WORK INSTRUCTIONS: Whenever a line in the data holds the string "EnvironmentArgs", copy that line.

[Collected data]
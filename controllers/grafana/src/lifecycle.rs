//! Lifecycle hooks.
//!
//! Entry points the orchestrator calls. Each hook composes the group manager and the
//! reconciler, and always answers with a [`HookResult`]: any error, panics included,
//! becomes a KO result.

use crate::error::PluginError;
use crate::groups::GroupManager;
use crate::labels::ProjectRef;
use crate::models::{
    DeleteProjectArgs, Environment, EnvironmentArgs, HookResult, PermissionArgs, Permissions, UpsertProjectArgs,
};
use crate::reconciler::Reconciler;
use crate::stage::{Stage, StagePresence};
use futures::future::join_all;
use futures::FutureExt;
use std::any::Any;
use std::collections::BTreeMap;
use std::future::Future;
use std::panic::AssertUnwindSafe;
use tracing::{error, info};

/// How much of a project an event converges
#[derive(Debug, Clone, Copy, PartialEq, Eq)]
enum Scope {
    /// Permissions are synced and absent stages torn down
    Full,
    /// Present stages only
    PresentStages,
}

/// The Grafana projects plugin.
pub struct Plugin {
    groups: GroupManager,
    reconciler: Reconciler,
}

impl Plugin {
    /// Plugin from its two halves
    pub fn new(groups: GroupManager, reconciler: Reconciler) -> Self {
        Self { groups, reconciler }
    }

    /// Project created or updated
    pub async fn upsert_project(&self, args: &UpsertProjectArgs) -> HookResult {
        let project = ProjectRef::new(&args.organization, &args.project.name);
        run_hook(
            "upsert-project",
            "Created",
            "An error happened while creating Grafana instances",
            self.converge_project(&project, &args.project.environments, &args.owner.id, Scope::Full),
        )
        .await
    }

    /// Project deleted
    pub async fn delete_project(&self, args: &DeleteProjectArgs) -> HookResult {
        let project = ProjectRef::new(&args.organization, &args.project);
        run_hook(
            "delete-project",
            "Deleted",
            "An error happened while deleting Grafana instances",
            async {
                let (prod, hors_prod) = (project.stage(Stage::Prod), project.stage(Stage::HorsProd));
                let (prod, hors_prod, groups) = futures::join!(
                    self.reconciler.delete_stage(&prod),
                    self.reconciler.delete_stage(&hors_prod),
                    self.groups.delete_project_groups(&project)
                );
                PluginError::collect([prod, hors_prod, groups]).map(|_| ())
            },
        )
        .await
    }

    /// Environment created (legacy event): groups, then every present stage
    pub async fn initialize_environment(&self, args: &EnvironmentArgs) -> HookResult {
        let project = ProjectRef::new(&args.organization, &args.project);
        run_hook(
            "initialize-environment",
            "Created",
            "An error happened while creating Grafana instances",
            self.converge_project(&project, &args.environments, &args.owner.id, Scope::PresentStages),
        )
        .await
    }

    /// Environment deleted: tear the stage down once its last environment is gone
    pub async fn delete_environment(&self, args: &EnvironmentArgs) -> HookResult {
        let project = ProjectRef::new(&args.organization, &args.project);
        let stage = Stage::of(&args.stage);
        let remaining = remaining_environments(&args.environments, args.environment.as_deref());
        run_hook(
            "delete-environment",
            "Deleted",
            "An error happened while deleting Grafana instances",
            async {
                if StagePresence::of(&remaining).contains(stage) {
                    info!("{} still has {} environments, keeping its Grafana resources", project, stage);
                    return Ok(());
                }

                info!("Last {} environment of {} deleted", stage, project);
                let params = project.stage(stage);
                let (resources, groups) = futures::join!(
                    self.reconciler.delete_stage(&params),
                    self.groups.delete_groups(&project, stage)
                );
                PluginError::collect([resources, groups]).map(|_| ())
            },
        )
        .await
    }

    /// Permission of a user changed on an environment
    pub async fn set_env_permission(&self, args: &PermissionArgs) -> HookResult {
        let project = ProjectRef::new(&args.organization, &args.project);
        run_hook(
            "set-env-permission",
            &format!("Permission set for user {} on '{}'", args.user.id, project),
            "An error happened while setting user permission on Grafana instance",
            self.groups
                .apply_permission(&project, &args.user.id, args.permissions, Stage::of(&args.stage)),
        )
        .await
    }

    /// Groups first, then stages and permissions concurrently
    ///
    /// A present stage is ensured. An absent one is deleted in the `Full` scope.
    async fn converge_project(
        &self,
        project: &ProjectRef,
        environments: &[Environment],
        owner: &str,
        scope: Scope,
    ) -> Result<(), PluginError> {
        let presence = StagePresence::of(environments);
        self.groups.ensure_groups(project, owner).await?;

        let permissions = async {
            if scope != Scope::Full {
                return Ok(());
            }
            let grants = stage_grants(environments);
            let results = join_all(grants.iter().map(|((user_id, stage), permissions)| {
                self.groups.apply_permission(project, user_id, *permissions, *stage)
            }))
            .await;
            PluginError::collect(results).map(|_| ())
        };
        let stages = join_all(Stage::ALL.into_iter().map(|stage| async move {
            let params = project.stage(stage);
            match (presence.contains(stage), scope) {
                (true, _) => self.reconciler.ensure_stage(&params).await,
                (false, Scope::Full) => self.reconciler.delete_stage(&params).await,
                (false, Scope::PresentStages) => Ok(()),
            }
        }));

        let (permissions, stages) = futures::join!(permissions, stages);
        PluginError::collect(std::iter::once(permissions).chain(stages)).map(|_| ())
    }
}

/// Environments left once `deleted` is removed; without a name the list is kept as is
fn remaining_environments(environments: &[Environment], deleted: Option<&str>) -> Vec<Environment> {
    let mut remaining = environments.to_vec();
    if let Some(name) = deleted {
        if let Some(index) = remaining.iter().position(|env| env.name == name) {
            remaining.remove(index);
        }
    }
    remaining
}

/// Effective permission per (user, stage): a flag is held if any environment of the
/// stage grants it
pub(crate) fn stage_grants(environments: &[Environment]) -> BTreeMap<(String, Stage), Permissions> {
    let mut grants: BTreeMap<(String, Stage), Permissions> = BTreeMap::new();
    for env in environments {
        let stage = Stage::of(&env.stage);
        for grant in &env.permissions {
            let effective = grants.entry((grant.user_id.clone(), stage)).or_default();
            effective.ro |= grant.ro;
            effective.rw |= grant.rw;
        }
    }
    grants
}

/// Run a hook body, turning errors and panics into a KO result
async fn run_hook<F>(hook: &str, success: &str, failure: &str, work: F) -> HookResult
where
    F: Future<Output = Result<(), PluginError>>,
{
    info!("Running {} hook", hook);
    match AssertUnwindSafe(work).catch_unwind().await {
        Ok(Ok(())) => {
            info!("{} hook succeeded", hook);
            HookResult::ok(success)
        }
        Ok(Err(e)) => {
            error!("{} hook failed: {}", hook, e);
            HookResult::ko(failure, e)
        }
        Err(panic) => {
            let e = PluginError::Panicked(panic_message(panic.as_ref()));
            error!("{} hook failed: {}", hook, e);
            HookResult::ko(failure, e)
        }
    }
}

fn panic_message(payload: &(dyn Any + Send)) -> String {
    if let Some(message) = payload.downcast_ref::<&str>() {
        message.to_string()
    } else if let Some(message) = payload.downcast_ref::<String>() {
        message.clone()
    } else {
        "unknown panic".to_string()
    }
}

SOLUTION:
    DeleteProjectArgs, Environment, EnvironmentArgs, HookResult, PermissionArgs, Permissions, UpsertProjectArgs,
    pub async fn initialize_environment(&self, args: &EnvironmentArgs) -> HookResult {
    pub async fn delete_environment(&self, args: &EnvironmentArgs) -> HookResult {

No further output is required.